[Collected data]
+ + + + + + +

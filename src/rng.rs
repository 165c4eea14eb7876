use std::collections::HashMap;

use rand::{RngCore, SeedableRng};
use rand_chacha::ChaCha8Rng;

/// Deterministic random streams, one per system name. A stream's seed depends
/// only on the master seed and the name, never on registration order.
pub struct RngManager {
    seed: u64,
    streams: HashMap<String, ChaCha8Rng>,
}

fn fnv1a(name: &str) -> u64 {
    let mut hash: u64 = 0xcbf2_9ce4_8422_2325;
    for byte in name.bytes() {
        hash ^= byte as u64;
        hash = hash.wrapping_mul(0x0000_0100_0000_01b3);
    }
    hash
}

impl RngManager {
    pub fn new(seed: u64) -> Self {
        Self {
            seed,
            streams: HashMap::new(),
        }
    }

    pub fn seed(&self) -> u64 {
        self.seed
    }

    pub fn stream(&mut self, name: &str) -> SystemRng<'_> {
        let seed = self.seed;
        let entry = self
            .streams
            .entry(name.to_string())
            .or_insert_with(|| ChaCha8Rng::seed_from_u64(seed ^ fnv1a(name)));
        SystemRng { inner: entry }
    }
}

pub struct SystemRng<'a> {
    inner: &'a mut ChaCha8Rng,
}

impl<'a> RngCore for SystemRng<'a> {
    fn next_u32(&mut self) -> u32 {
        self.inner.next_u32()
    }

    fn next_u64(&mut self) -> u64 {
        self.inner.next_u64()
    }

    fn fill_bytes(&mut self, dest: &mut [u8]) {
        self.inner.fill_bytes(dest);
    }

    fn try_fill_bytes(&mut self, dest: &mut [u8]) -> Result<(), rand::Error> {
        self.inner.try_fill_bytes(dest)
    }
}
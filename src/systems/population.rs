use anyhow::Result;
use tracing::info;

use crate::{
    engine::{System, SystemContext},
    rng::SystemRng,
    roles::Role,
    world::{Colony, WorkerUnit},
};

/// Finishes production jobs and retires workers at the end of their lifetime.
pub struct PopulationSystem;

impl PopulationSystem {
    pub fn new() -> Self {
        Self
    }
}

impl Default for PopulationSystem {
    fn default() -> Self {
        Self::new()
    }
}

impl System for PopulationSystem {
    fn name(&self) -> &str {
        "population"
    }

    fn run(
        &mut self,
        _ctx: &SystemContext,
        colony: &mut Colony,
        _rng: &mut SystemRng<'_>,
    ) -> Result<()> {
        for id in colony.worker_ids() {
            let Some(worker) = colony.workers.get_mut(&id) else {
                continue;
            };
            worker.lifetime = worker.lifetime.saturating_sub(1);
            if worker.lifetime == 0 {
                if let Some(worker) = colony.workers.remove(&id) {
                    info!("{} {} expired", worker.role, worker.id);
                    colony.ledger.expired += 1;
                }
            }
        }

        let lifetimes = colony.config.lifetimes.clone();
        let mut finished = Vec::new();
        for zone_id in colony.zone_ids() {
            let Some(zone) = colony.zones.get_mut(&zone_id) else {
                continue;
            };
            let Some(facility) = zone.facility.as_mut() else {
                continue;
            };
            let done = match facility.job.as_mut() {
                Some(job) if job.remaining > 1 => {
                    job.remaining -= 1;
                    false
                }
                Some(_) => true,
                None => false,
            };
            if !done {
                continue;
            }
            if let Some(job) = facility.job.take() {
                info!("zone {}: {} {} ready", zone.name, job.role, job.worker);
                let lifetime = match job.role {
                    Role::Claimer => lifetimes.claimer,
                    _ => lifetimes.worker,
                };
                finished.push(WorkerUnit {
                    id: job.worker,
                    role: job.role,
                    home_zone: zone_id,
                    body: job.body,
                    position: facility.position,
                    load: 0,
                    binding: None,
                    lifetime,
                    delivering: false,
                    wait: None,
                });
            }
        }
        for worker in finished {
            colony.insert_worker(worker);
        }
        Ok(())
    }
}

#[cfg(test)]
mod tests {
    use super::*;
    use crate::{
        rng::RngManager,
        roles::{BodyPart, BodySpec},
        scenario::Scenario,
        world::SpawnJob,
    };

    fn run(colony: &mut Colony) {
        let mut manager = RngManager::new(1);
        let ctx = SystemContext {
            tick: colony.tick(),
            scenario_name: "nursery",
        };
        PopulationSystem::new()
            .run(&ctx, colony, &mut manager.stream("population"))
            .unwrap();
    }

    #[test]
    fn job_completes_into_a_worker_then_expires() {
        let yaml = r#"
name: nursery
seed: 1
config:
  lifetimes: { worker: 2, claimer: 1 }
zones:
  - name: home
    hub: { x: 10, y: 10 }
    facility: { energy: 0 }
"#;
        let mut colony = Scenario::from_yaml(yaml).unwrap().build_colony().unwrap();
        let zone_id = colony.zone_ids()[0];
        let worker_id = colony.ids_mut().worker();
        colony.zone_mut(zone_id).unwrap().facility.as_mut().unwrap().job = Some(SpawnJob {
            worker: worker_id,
            role: Role::Gatherer,
            body: BodySpec::new(vec![BodyPart::Work, BodyPart::Carry, BodyPart::Move]),
            remaining: 2,
        });

        run(&mut colony);
        assert!(colony.worker(worker_id).is_none());
        run(&mut colony);
        let worker = colony.worker(worker_id).unwrap();
        assert_eq!(worker.lifetime, 2);
        assert_eq!(worker.position.x, 10);
        assert!(colony.zone(zone_id).unwrap().facility.as_ref().unwrap().job.is_none());

        run(&mut colony);
        run(&mut colony);
        assert!(colony.worker(worker_id).is_none());
        assert_eq!(colony.ledger().expired, 1);
    }
}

+ + + + + + +

What the task asks :: What is needed is an exact, complete copy of the entries above.

Final answer ::
filename src/rng.rs
repository 165c4eea14eb7876
use std::collections::HashMap;

use rand::{RngCore, SeedableRng};
use rand_chacha::ChaCha8Rng;

/// Deterministic random streams, one per system name. A stream's seed depends
/// only on the master seed and the name, never on registration order.
pub struct RngManager {
    seed: u64,
    streams: HashMap<String, ChaCha8Rng>,
}

fn fnv1a(name: &str) -> u64 {
    let mut hash: u64 = 0xcbf2_9ce4_8422_2325;
    for byte in name.bytes() {
        hash ^= byte as u64;
        hash = hash.wrapping_mul(0x0000_0100_0000_01b3);
    }
    hash
}

impl RngManager {
    pub fn new(seed: u64) -> Self {
        Self {
            seed,
            streams: HashMap::new(),
        }
    }

    pub fn seed(&self) -> u64 {
        self.seed
    }

    pub fn stream(&mut self, name: &str) -> SystemRng<'_> {
        let seed = self.seed;
        let entry = self
            .streams
            .entry(name.to_string())
            .or_insert_with(|| ChaCha8Rng::seed_from_u64(seed ^ fnv1a(name)));
        SystemRng { inner: entry }
    }
}

pub struct SystemRng<'a> {
    inner: &'a mut ChaCha8Rng,
}

impl<'a> RngCore for SystemRng<'a> {
    fn next_u32(&mut self) -> u32 {
        self.inner.next_u32()
    }

    fn next_u64(&mut self) -> u64 {
        self.inner.next_u64()
    }

    fn fill_bytes(&mut self, dest: &mut [u8]) {
        self.inner.fill_bytes(dest);
    }

    fn try_fill_bytes(&mut self, dest: &mut [u8]) -> Result<(), rand::Error> {
        self.inner.try_fill_bytes(dest)
    }
}
filename src/systems/population.rs
use anyhow::Result;
use tracing::info;

use crate::{
    engine::{System, SystemContext},
    rng::SystemRng,
    roles::Role,
    world::{Colony, WorkerUnit},
};

/// Finishes production jobs and retires workers at the end of their lifetime.
pub struct PopulationSystem;

impl PopulationSystem {
    pub fn new() -> Self {
        Self
    }
}

impl Default for PopulationSystem {
    fn default() -> Self {
        Self::new()
    }
}

impl System for PopulationSystem {
    fn name(&self) -> &str {
        "population"
    }

    fn run(
        &mut self,
        _ctx: &SystemContext,
        colony: &mut Colony,
        _rng: &mut SystemRng<'_>,
    ) -> Result<()> {
        for id in colony.worker_ids() {
            let Some(worker) = colony.workers.get_mut(&id) else {
                continue;
            };
            worker.lifetime = worker.lifetime.saturating_sub(1);
            if worker.lifetime == 0 {
                if let Some(worker) = colony.workers.remove(&id) {
                    info!("{} {} expired", worker.role, worker.id);
                    colony.ledger.expired += 1;
                }
            }
        }

        let lifetimes = colony.config.lifetimes.clone();
        let mut finished = Vec::new();
        for zone_id in colony.zone_ids() {
            let Some(zone) = colony.zones.get_mut(&zone_id) else {
                continue;
            };
            let Some(facility) = zone.facility.as_mut() else {
                continue;
            };
            let done = match facility.job.as_mut() {
                Some(job) if job.remaining > 1 => {
                    job.remaining -= 1;
                    false
                }
                Some(_) => true,
                None => false,
            };
            if !done {
                continue;
            }
            if let Some(job) = facility.job.take() {
                info!("zone {}: {} {} ready", zone.name, job.role, job.worker);
                let lifetime = match job.role {
                    Role::Claimer => lifetimes.claimer,
                    _ => lifetimes.worker,
                };
                finished.push(WorkerUnit {
                    id: job.worker,
                    role: job.role,
                    home_zone: zone_id,
                    body: job.body,
                    position: facility.position,
                    load: 0,
                    binding: None,
                    lifetime,
                    delivering: false,
                    wait: None,
                });
            }
        }
        for worker in finished {
            colony.insert_worker(worker);
        }
        Ok(())
    }
}

#[cfg(test)]
mod tests {
    use super::*;
    use crate::{
        rng::RngManager,
        roles::{BodyPart, BodySpec},
        scenario::Scenario,
        world::SpawnJob,
    };

    fn run(colony: &mut Colony) {
        let mut manager = RngManager::new(1);
        let ctx = SystemContext {
            tick: colony.tick(),
            scenario_name: "nursery",
        };
        PopulationSystem::new()
            .run(&ctx, colony, &mut manager.stream("population"))
            .unwrap();
    }

    #[test]
    fn job_completes_into_a_worker_then_expires() {
        let yaml = r#"
name: nursery
seed: 1
config:
  lifetimes: { worker: 2, claimer: 1 }
zones:
  - name: home
    hub: { x: 10, y: 10 }
    facility: { energy: 0 }
"#;
        let mut colony = Scenario::from_yaml(yaml).unwrap().build_colony().unwrap();
        let zone_id = colony.zone_ids()[0];
        let worker_id = colony.ids_mut().worker();
        colony.zone_mut(zone_id).unwrap().facility.as_mut().unwrap().job = Some(SpawnJob {
            worker: worker_id,
            role: Role::Gatherer,
            body: BodySpec::new(vec![BodyPart::Work, BodyPart::Carry, BodyPart::Move]),
            remaining: 2,
        });

        run(&mut colony);
        assert!(colony.worker(worker_id).is_none());
        run(&mut colony);
        let worker = colony.worker(worker_id).unwrap();
        assert_eq!(worker.lifetime, 2);
        assert_eq!(worker.position.x, 10);
        assert!(colony.zone(zone_id).unwrap().facility.as_ref().unwrap().job.is_none());

        run(&mut colony);
        run(&mut colony);
        assert!(colony.worker(worker_id).is_none());
        assert_eq!(colony.ledger().expired, 1);
    }
}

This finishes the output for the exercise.